“Matéria escura: cientistas desenham o ‘esqueleto’ que guia a formação de galáxias”


Descoberta com dados do telescópio espacial James Webb mostra como componente invisível guiou a formação de galáxias e moldou o cosmos

 Foto: NASA

Cientistas publicaram um mapa com precisão inédita da matéria escura, o componente invisível que constitui a maior parte da massa do universo e que atua como uma espécie de “esqueleto” cósmico que molda a distribuição das galáxias e estrelas. A pesquisa, divulgada recentemente na revista Nature Astronomy, foi possível graças às observações do telescópio espacial James Webb, administrado pela NASA em parceria com agências europeias e canadenses.

O novo mapa abrange uma área direcionada para a constelação Sextans e identificou centenas de milhares de galáxias, muitas delas detectadas pela primeira vez. A matéria escura — que não emite ou reflete luz e só pode ser detectada por seus efeitos gravitacionais — foi mapeada analisando como sua força curvou o espaço e distorceu a luz de objetos distantes. Esse método, conhecido como lente gravitacional, permitiu visualizar a rede invisível de filamentos que conecta grandes estruturas do universo.

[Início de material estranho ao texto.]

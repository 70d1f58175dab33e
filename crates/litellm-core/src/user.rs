use serde::{Deserialize, Serialize};
use std::collections::BTreeMap;
use std::fmt;
use std::str::FromStr;

use crate::error::{ValidationError, ValidationResult};
use crate::serde_helpers::{null_as_empty, string_map};

/// Proxy-wide user role.
///
/// Unrelated to [`TeamRole`](crate::TeamRole), which only applies inside a
/// team.
#[derive(Debug, Clone, Copy, PartialEq, Eq, Hash, Serialize, Deserialize)]
#[serde(rename_all = "snake_case")]
pub enum UserRole {
    ProxyAdmin,
    ProxyAdminViewer,
    OrgAdmin,
    InternalUser,
    InternalUserViewer,
}

impl UserRole {
    pub const ALL: [UserRole; 5] = [
        UserRole::ProxyAdmin,
        UserRole::ProxyAdminViewer,
        UserRole::OrgAdmin,
        UserRole::InternalUser,
        UserRole::InternalUserViewer,
    ];

    pub fn as_str(&self) -> &'static str {
        match self {
            UserRole::ProxyAdmin => "proxy_admin",
            UserRole::ProxyAdminViewer => "proxy_admin_viewer",
            UserRole::OrgAdmin => "org_admin",
            UserRole::InternalUser => "internal_user",
            UserRole::InternalUserViewer => "internal_user_viewer",
        }
    }

    /// Parse an optional role: an empty string means no role was specified.
    pub fn parse_optional(raw: &str) -> ValidationResult<Option<UserRole>> {
        if raw.is_empty() {
            return Ok(None);
        }
        raw.parse().map(Some)
    }
}

impl fmt::Display for UserRole {
    fn fmt(&self, f: &mut fmt::Formatter<'_>) -> fmt::Result {
        f.write_str(self.as_str())
    }
}

impl FromStr for UserRole {
    type Err = ValidationError;

    fn from_str(s: &str) -> Result<Self, Self::Err> {
        UserRole::ALL
            .into_iter()
            .find(|role| role.as_str() == s)
            .ok_or_else(|| ValidationError::InvalidRole(s.to_string()))
    }
}

/// A proxy user.
///
/// `user_role` keeps whatever the proxy reports; values written by this crate
/// always come from a validated [`UserRole`].
#[derive(Debug, Clone, Default, PartialEq, Serialize, Deserialize)]
pub struct User {
    #[serde(default, skip_serializing_if = "Option::is_none")]
    pub user_id: Option<String>,
    #[serde(default, skip_serializing_if = "Option::is_none")]
    pub user_alias: Option<String>,
    #[serde(
        default,
        deserialize_with = "null_as_empty",
        skip_serializing_if = "Vec::is_empty"
    )]
    pub teams: Vec<String>,
    #[serde(default, skip_serializing_if = "Option::is_none")]
    pub user_email: Option<String>,
    #[serde(default, skip_serializing_if = "Option::is_none")]
    pub send_invite_email: Option<bool>,
    #[serde(default, skip_serializing_if = "Option::is_none")]
    pub user_role: Option<String>,
    #[serde(default, skip_serializing_if = "Option::is_none")]
    pub max_budget: Option<f64>,
    #[serde(default, skip_serializing_if = "Option::is_none")]
    pub budget_duration: Option<String>,
    #[serde(
        default,
        deserialize_with = "null_as_empty",
        skip_serializing_if = "Vec::is_empty"
    )]
    pub models: Vec<String>,
    #[serde(default, skip_serializing_if = "Option::is_none")]
    pub tpm_limit: Option<i64>,
    #[serde(default, skip_serializing_if = "Option::is_none")]
    pub rpm_limit: Option<i64>,
    #[serde(default, skip_serializing_if = "Option::is_none")]
    pub auto_create_key: Option<bool>,
    #[serde(
        default,
        deserialize_with = "string_map",
        skip_serializing_if = "BTreeMap::is_empty"
    )]
    pub metadata: BTreeMap<String, String>,
}

impl User {
    pub fn set_role(&mut self, role: Option<UserRole>) {
        self.user_role = role.map(|r| r.as_str().to_string());
    }
}

/// Body of `GET /user/info?user_id=<id>`.
#[derive(Debug, Clone, Deserialize)]
pub struct UserInfoResponse {
    #[serde(default)]
    pub user_id: Option<String>,
    #[serde(default)]
    pub user_info: User,
}

impl UserInfoResponse {
    /// The authoritative id: the nested record's, else the envelope's.
    pub fn id(&self) -> Option<&str> {
        self.user_info
            .user_id
            .as_deref()
            .or(self.user_id.as_deref())
            .filter(|id| !id.is_empty())
    }
}

/// Body of `POST /user/delete`.
#[derive(Debug, Clone, Serialize)]
pub struct UserDeleteRequest {
    pub user_ids: Vec<String>,
}
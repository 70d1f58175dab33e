use litellm_core::{
    User, UserDeleteRequest, UserInfoResponse, UserRole, ValidationError, ValidationResult,
};
use serde_json::Value;

use crate::error::Result;
use crate::resource::{Endpoints, ReadOutcome, RemoteResource};
use crate::schema::{Attribute, AttributeType, Schema};
use crate::state::ResourceData;

pub struct UserResource;

fn validate_user_role(_name: &str, value: &Value) -> ValidationResult<()> {
    UserRole::parse_optional(value.as_str().unwrap_or_default()).map(|_| ())
}

fn user_from_data(data: &ResourceData) -> ValidationResult<User> {
    let role = UserRole::parse_optional(data.string("user_role").as_deref().unwrap_or_default())?;

    let mut user = User {
        user_id: data.string("user_id").or_else(|| data.id().map(str::to_string)),
        user_alias: data.string("user_alias"),
        user_email: data.string("user_email"),
        send_invite_email: data.bool("send_invite_mail"),
        max_budget: data.float("max_budget"),
        budget_duration: data.string("budget_duration"),
        models: data.string_list("models"),
        tpm_limit: data.int("tpm_limit"),
        rpm_limit: data.int("rpm_limit"),
        auto_create_key: data.bool("auto_create_key"),
        metadata: data.string_map("metadata"),
        ..Default::default()
    };
    user.set_role(role);
    Ok(user)
}

impl RemoteResource for UserResource {
    type Payload = User;
    type Remote = UserInfoResponse;
    type DeletePayload = UserDeleteRequest;

    const TYPE_NAME: &'static str = "litellm_user";
    const ENDPOINTS: Endpoints = Endpoints {
        create: "/user/new",
        read: "/user/info",
        read_query: "user_id",
        update: Some("/user/update"),
        delete: "/user/delete",
    };

    fn schema() -> Schema {
        use AttributeType::*;

        Schema::new(vec![
            Attribute::optional_computed("user_id", String)
                .describe("Generated by the proxy when omitted"),
            Attribute::optional("user_alias", String).describe("Set at creation only"),
            Attribute::optional("user_email", String),
            Attribute::optional("send_invite_mail", Bool),
            Attribute::optional("user_role", String)
                .describe(
                    "proxy_admin, proxy_admin_viewer, org_admin, internal_user or internal_user_viewer",
                )
                .validate_with(validate_user_role),
            Attribute::optional("max_budget", Float),
            Attribute::optional("budget_duration", String),
            Attribute::optional("models", Set),
            Attribute::optional("tpm_limit", Int),
            Attribute::optional("rpm_limit", Int),
            Attribute::optional("auto_create_key", Bool).default_value(true),
            Attribute::optional("metadata", Map),
        ])
    }

    fn encode(data: &ResourceData) -> std::result::Result<User, ValidationError> {
        user_from_data(data)
    }

    fn encode_update(data: &ResourceData) -> std::result::Result<User, ValidationError> {
        let mut user = user_from_data(data)?;
        user.user_alias = None;
        Ok(user)
    }

    fn chosen_id(data: &ResourceData) -> Option<String> {
        data.string("user_id")
    }

    fn assigned_id(response: &Value) -> Option<String> {
        response
            .get("user_id")
            .and_then(Value::as_str)
            .filter(|id| !id.is_empty())
            .map(str::to_string)
    }

    fn apply(remote: UserInfoResponse, data: &mut ResourceData) -> ReadOutcome {
        if let Some(id) = remote.id() {
            data.set_id(id);
            data.set("user_id", id);
        }

        let user = remote.user_info;
        data.set_opt("user_alias", user.user_alias);
        data.set_opt("user_email", user.user_email);
        data.set_opt("send_invite_mail", user.send_invite_email);
        data.set_opt("user_role", user.user_role);
        data.set_opt("max_budget", user.max_budget);
        data.set_opt("budget_duration", user.budget_duration);
        data.set_list("models", &user.models);
        data.set_opt("tpm_limit", user.tpm_limit);
        data.set_opt("rpm_limit", user.rpm_limit);
        data.set_opt("auto_create_key", user.auto_create_key);
        data.set_map("metadata", &user.metadata);
        ReadOutcome::Found
    }

    fn delete_payload(id: &str, _data: &ResourceData) -> Result<UserDeleteRequest> {
        Ok(UserDeleteRequest {
            user_ids: vec![id.to_string()],
        })
    }

    fn import_state(id: &str) -> Result<ResourceData> {
        let mut data = ResourceData::new().with("user_id", id);
        data.set_id(id);
        Ok(data)
    }
}
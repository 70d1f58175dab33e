use litellm_client::ClientError;
use litellm_core::ValidationError;
use thiserror::Error;

#[derive(Error, Debug)]
pub enum ProviderError {
    #[error(transparent)]
    Client(#[from] ClientError),

    #[error(transparent)]
    Validation(#[from] ValidationError),

    #[error("unknown resource type: {0}")]
    UnknownResourceType(String),

    #[error("unknown data source type: {0}")]
    UnknownDataSource(String),

    #[error("{0} cannot be updated in place; it must be replaced")]
    UpdateNotSupported(String),

    #[error("invalid import id '{id}': {message}")]
    InvalidImportId { id: String, message: String },

    #[error("resource has no id")]
    MissingId,
}

impl ProviderError {
    /// Short, user-facing summary used as the diagnostic title.
    pub fn summary(&self) -> &'static str {
        match self {
            ProviderError::Client(ClientError::Configuration(_)) => {
                "Invalid provider configuration"
            }
            ProviderError::Client(ClientError::Validation(_)) | ProviderError::Validation(_) => {
                "Invalid attribute value"
            }
            ProviderError::Client(ClientError::Transport(_)) => "Transport error",
            ProviderError::Client(ClientError::AuthEndpoint { .. })
            | ProviderError::Client(ClientError::MissingTokenAttribute { .. }) => {
                "Failed to obtain JWT token"
            }
            ProviderError::Client(ClientError::RequestConstruction(_)) => "Failed to build request",
            ProviderError::Client(ClientError::ApiRequest { .. }) => "LiteLLM API request failed",
            ProviderError::Client(ClientError::Decode(_)) => "Failed to decode LiteLLM response",
            ProviderError::UnknownResourceType(_) | ProviderError::UnknownDataSource(_) => {
                "Unsupported type"
            }
            ProviderError::UpdateNotSupported(_) => "Update not supported",
            ProviderError::InvalidImportId { .. } => "Invalid import id",
            ProviderError::MissingId => "Missing resource id",
        }
    }
}

pub type Result<T> = std::result::Result<T, ProviderError>;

Segundo os pesquisadores, a matéria escura teria se agrupado antes da matéria “normal” — a que forma estrelas, planetas e tudo que podemos ver — e atraído essa matéria ao longo do tempo, criando regiões onde sistemas estelares e galáxias puderam se formar. Sem essa estrutura invisível, a formação e a coesão de grandes estruturas cósmicas, como a Via Láctea, teriam sido muito diferentes.

O estudo representa um avanço importante na compreensão do papel da matéria escura na evolução do universo, oferecendo uma imagem mais clara da “arquitetura invisível” que sustenta toda a estrutura cósmica — e abre caminho para futuras pesquisas sobre a natureza desse enigmático componente do cosmos.